The left picture shows a standard distillation setup for fractionated distillation e.g. cracking of dicyclopentadiene. It consists of a Schlenk flask, a Vigreux column, a three-way distilling head, a Liebig condenser, a vacuum adapter and a receiving flask. Here are a few points to be considered:

1. The setup affords a significant amount of space (~1/2 fume hood) and therefore should be place on one side of the fume hood and not in the middle. Try to setup it up straight.

2. The best way to clamp the setup is at the neck of the flask which contains the liquid in the beginning and the neck of the receiving flask. Make sure that the clamps that you are using have the right size. Additionally, you can clamp lightly at the Liebig condenser to keep the setup from tipping over. Try to avoid to use to many clamps. They usually cause a lot of strain, and ultimatively breakage.

3. The Vigreux column that serves the purpose of separating out compounds of different boiling points. The closer the boiling points, the longer the column has to be in order to accomplish satisfactory separation (see petrol industry).

4. The three-way distilling head connects it to a Liebig condenser, which allows you to condense the vapors. The thermometer on top measures the temperature of the vapor right before it condenses (boiling point). Make sure that the mercury/alcohol part is sufficiently immersed into the vapors. The blow up on the right side shows three-way distilling head with the thermometer bulb inthe correct position.

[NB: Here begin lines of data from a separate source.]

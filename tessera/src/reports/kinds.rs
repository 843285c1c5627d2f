//! Kinds command report data structures.

use std::path::PathBuf;

use super::output::{Output, Report};

/// A registered classification.
#[derive(Debug)]
pub struct KindInfo {
    pub classification: String,
    pub resource: String,
    /// Whether the template resource could be loaded.
    pub available: bool,
}

/// Report data listing registered classifications.
#[derive(Debug)]
pub struct KindsReport {
    /// Directory the templates were loaded from.
    pub templates_dir: PathBuf,
    pub kinds: Vec<KindInfo>,
}

impl Report for KindsReport {
    fn render(&self, out: &mut dyn Output) {
        out.key_value("Templates", &self.templates_dir.display().to_string());
        out.section(&format!("Classifications ({})", self.kinds.len()));
        for kind in &self.kinds {
            let line = format!("{} → {}", kind.classification, kind.resource);
            if kind.available {
                out.added_item(&line);
            } else {
                out.missing_item(&format!("{} (missing)", line));
            }
        }
    }
}
use std::path::{Path, PathBuf};

use indexmap::IndexMap;

/// Named raw-text resources holding template content.
pub trait TemplateSource {
    /// Load a resource by name. `None` means the resource is unavailable.
    fn load(&self, resource: &str) -> Option<String>;
}

/// Templates handed over by the host as an in-memory content set.
#[derive(Debug, Clone, Default)]
pub struct MemorySource {
    resources: IndexMap<String, String>,
}

impl MemorySource {
    /// Create an empty source.
    pub fn new() -> Self {
        Self::default()
    }

    /// Add a resource, replacing any previous content with the same name.
    pub fn with(mut self, resource: impl Into<String>, content: impl Into<String>) -> Self {
        self.insert(resource, content);
        self
    }

    /// Add a resource, replacing any previous content with the same name.
    pub fn insert(&mut self, resource: impl Into<String>, content: impl Into<String>) {
        self.resources.insert(resource.into(), content.into());
    }
}

impl<K, V> FromIterator<(K, V)> for MemorySource
where
    K: Into<String>,
    V: Into<String>,
{
    fn from_iter<I: IntoIterator<Item = (K, V)>>(iter: I) -> Self {
        Self {
            resources: iter
                .into_iter()
                .map(|(k, v)| (k.into(), v.into()))
                .collect(),
        }
    }
}

impl TemplateSource for MemorySource {
    fn load(&self, resource: &str) -> Option<String> {
        self.resources.get(resource).cloned()
    }
}

/// Templates stored as files in one directory, named by resource.
#[derive(Debug, Clone)]
pub struct DirectorySource {
    root: PathBuf,
}

impl DirectorySource {
    /// Create a source reading from `root`.
    pub fn new(root: impl Into<PathBuf>) -> Self {
        Self { root: root.into() }
    }

    /// Get the template directory.
    pub fn root(&self) -> &Path {
        &self.root
    }
}

impl TemplateSource for DirectorySource {
    fn load(&self, resource: &str) -> Option<String> {
        let path = self.root.join(resource);
        match std::fs::read_to_string(&path) {
            Ok(content) => {
                tracing::debug!(path = %path.display(), "loaded template");
                Some(content)
            }
            Err(e) => {
                tracing::warn!(path = %path.display(), error = %e, "template unavailable");
                None
            }
        }
    }
}
//! Bracket nesting scan.
//!
//! Runs over the raw text before it reaches the JSON parser, so adversarially
//! deep input is rejected without recursing into it.

/// Find the byte offset at which bracket nesting first exceeds `limit`.
///
/// Brackets inside strings (double- or single-quoted) and comments are
/// ignored. Returns `None` if the
/// nesting never exceeds the limit.
pub(crate) fn find_excess_nesting(text: &str, limit: usize) -> Option<usize> {
    let bytes = text.as_bytes();
    let mut depth = 0usize;
    let mut i = 0;

    while i < bytes.len() {
        match bytes[i] {
            quote @ (b'"' | b'\'') => {
                i += 1;
                while i < bytes.len() && bytes[i] != quote {
                    if bytes[i] == b'\\' {
                        i += 1;
                    }
                    i += 1;
                }
            }
            b'/' if bytes.get(i + 1) == Some(&b'/') => {
                while i < bytes.len() && bytes[i] != b'\n' {
                    i += 1;
                }
            }
            b'/' if bytes.get(i + 1) == Some(&b'*') => {
                i += 2;
                while i < bytes.len() && !(bytes[i] == b'*' && bytes.get(i + 1) == Some(&b'/')) {
                    i += 1;
                }
                i += 1;
            }
            b'[' | b'{' => {
                depth += 1;
                if depth > limit {
                    return Some(i);
                }
            }
            b']' | b'}' => depth = depth.saturating_sub(1),
            _ => {}
        }
        i += 1;
    }

    None
}
//! Node classifications.

use std::fmt;

/// Discriminator that selects which template renders a node.
///
/// The built-in variants carry the resource name of their default template.
/// Any other string is kept as [`Classification::Other`]; whether it renders
/// depends on the registrations of the template repository.
#[derive(Debug, Clone, PartialEq, Eq, Hash)]
pub enum Classification {
    /// A class declaration hosting nested members.
    Class,
    /// A property declaration, usually a leaf.
    Property,
    /// Any classification without a built-in template.
    Other(String),
}

impl Classification {
    /// All built-in classifications.
    pub const BUILTIN: [Classification; 2] = [Classification::Class, Classification::Property];

    /// Parse a classification string. Matching is exact and case-sensitive.
    pub fn parse(s: &str) -> Self {
        match s {
            "Class" => Classification::Class,
            "Property" => Classification::Property,
            other => Classification::Other(other.to_string()),
        }
    }

    /// Returns the classification as it appears in the input tree.
    pub fn as_str(&self) -> &str {
        match self {
            Classification::Class => "Class",
            Classification::Property => "Property",
            Classification::Other(s) => s,
        }
    }

    /// Resource name of the built-in template, if any.
    pub fn default_resource(&self) -> Option<&'static str> {
        match self {
            Classification::Class => Some("class-template.tmpl"),
            Classification::Property => Some("property-template.tmpl"),
            Classification::Other(_) => None,
        }
    }
}

impl fmt::Display for Classification {
    fn fmt(&self, f: &mut fmt::Formatter<'_>) -> fmt::Result {
        f.write_str(self.as_str())
    }
}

5. At the end of the condenser, a vacuum adapter is attached, where another Schlenk flask serves as a receiving flask for the distillate. The outlet of the vacuum adapter is attached to the vacuum/inert gas line.

6. In order to obtain a good seal during the drying and a reaction, all tapered joints have to be greased lightly. The laboratory course uses high vacuum grease from Dow Corning. This grease is stable up to ~100^oC and dissolves in most common solvents like tetrahydrofuran, pentane, dichloromethane, etc.

7. A heating mantle, water bath, oil bath or sand bath serves as a heat source for the distillation, depending on which temperature you need. If the boiling point is too high, you will have to perform a vacuum distillation.

8. During the distillation, water has to be circulate in the condenser (inlet from water supply: lower end, outlet to sink: upper end).

9. Lastly, don't forget to add a spin bar into your flask to mix the solution during the reaction/reflux.